QAnon congresswoman slapped down by Congress after disturbing gun threat against AOC and the Squad

The US House of Representatives has voted to expel QAnon Republican Marjorie Taylor Greene from two committees over controversial remarks she made before being elected last November. 

Greene has continuously promoted baseless QAnon conspiracy theories, endorsed violence against Democrats including AOC, claimed school shootings and 9/11 were staged and said ditching gender stereotypes will “destroy our country”.

Eleven Republicans joined Democrats to pass the motion by 230-199 to remove.

Steny Hoyer, the House majority leader and Democrat, displayed a poster of an image that Greene had posted on Facebook that showed her holding an AR-15 gun with a set of progressive lawmakers in the Congress known as “the Squad”, including Ilhan Omar, Alexandria Ocasio-Cortez and Rashida Tlaib.

The poster read: “Squad’s worst nightmare”.

Steny Hoyer Majorie Taylor Greene The Squad facebook post

Steny Hoyer, who serves as House Majority Leader since 2019, displays a picture of congresswoman Marjorie Taylor Greene brandishing a gun before images of Ilhan Omar, Alexandria Ocasio-Cortez and Rashida Tlaib. (YouTube/The Guardian)

Hoyer spoke to his colleagues before the vote. He said the women depicted on the poster were not “The Squad” but instead “they’re mothers”, “they’re people” and “they’re our colleagues”. He said: “This is an AR-15 in the hands of Ms Greene. 

“This was on Facebook just a few months ago…

“The Squad’s worst enemy. AR-15 in hand. I have never, ever seen that before.”
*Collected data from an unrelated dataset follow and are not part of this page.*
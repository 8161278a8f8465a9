use std::io;
use std::path::{Path, PathBuf};

use thiserror::Error;

#[derive(Debug, Error)]
pub enum ConfigError {
    #[error("failed to read config at {}: {source}", path.display())]
    Read {
        path: PathBuf,
        #[source]
        source: io::Error,
    },
    #[error("failed to parse config at {}: {source}", path.display())]
    Parse {
        path: PathBuf,
        #[source]
        source: toml::de::Error,
    },
    #[error("invalid editor settings: {0}")]
    Json(#[from] serde_json::Error),
    #[error("invalid regular expression for `{setting}`: {source}")]
    Pattern {
        setting: &'static str,
        #[source]
        source: regex::Error,
    },
}

impl ConfigError {
    /// File the error originated from, if any.
    #[must_use]
    pub fn path(&self) -> Option<&Path> {
        match self {
            Self::Read { path, .. } | Self::Parse { path, .. } => Some(path),
            Self::Json(_) | Self::Pattern { .. } => None,
        }
    }
}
Before the vote, Marjorie Taylor Greene suddenly admitted to not believing in conspiracy theories

She said she “stopped believing” in QAnon sometime in 2018 after finding “misinformation, lies and things that weren’t true” in the group’s posts. Greene retracted comments suggesting that school shootings – including the 2012 attack at Sandy Hook elementary and the 2018 Parkland shooting – were staged. She admitted, “school shootings are absolutely real”.

She also retracted claims that no aeroplane hit the Pentagon on the 9/11 terror attacks. Greene said on Thursday (4 February): “I want to tell you 9/11 absolutely happened. I do not believe that it’s fake.”

“These were words of the past. These things do not represent me,” she said.

Despite whatever remorse Greene may feel, she now cannot take her place on the education and budget committees. This limits her ability to shape policy because most legislation goes through a committee before reaching the House floor. 

As such, committee positions can determine the influence of individual lawmakers in their party. 

But she didn’t address another series of past inflammatory remarks

While she said she regretted some statements, Greene failed to include several other inflammatory remarks she made in the past to her list of apologies yesterday. She failed to mention her 2019 heckling of a teenage survivor of the Parkland school shooting where she called him a “coward”.

Greene also didn’t mention that she said the 2018 midterm elections usher in an “Islamic invasion of our government”.

In 2018, she also suggested the California wildfires were started by a space laser beam which was supposedly controlled by prominent Jewish banking company the Rothchilds.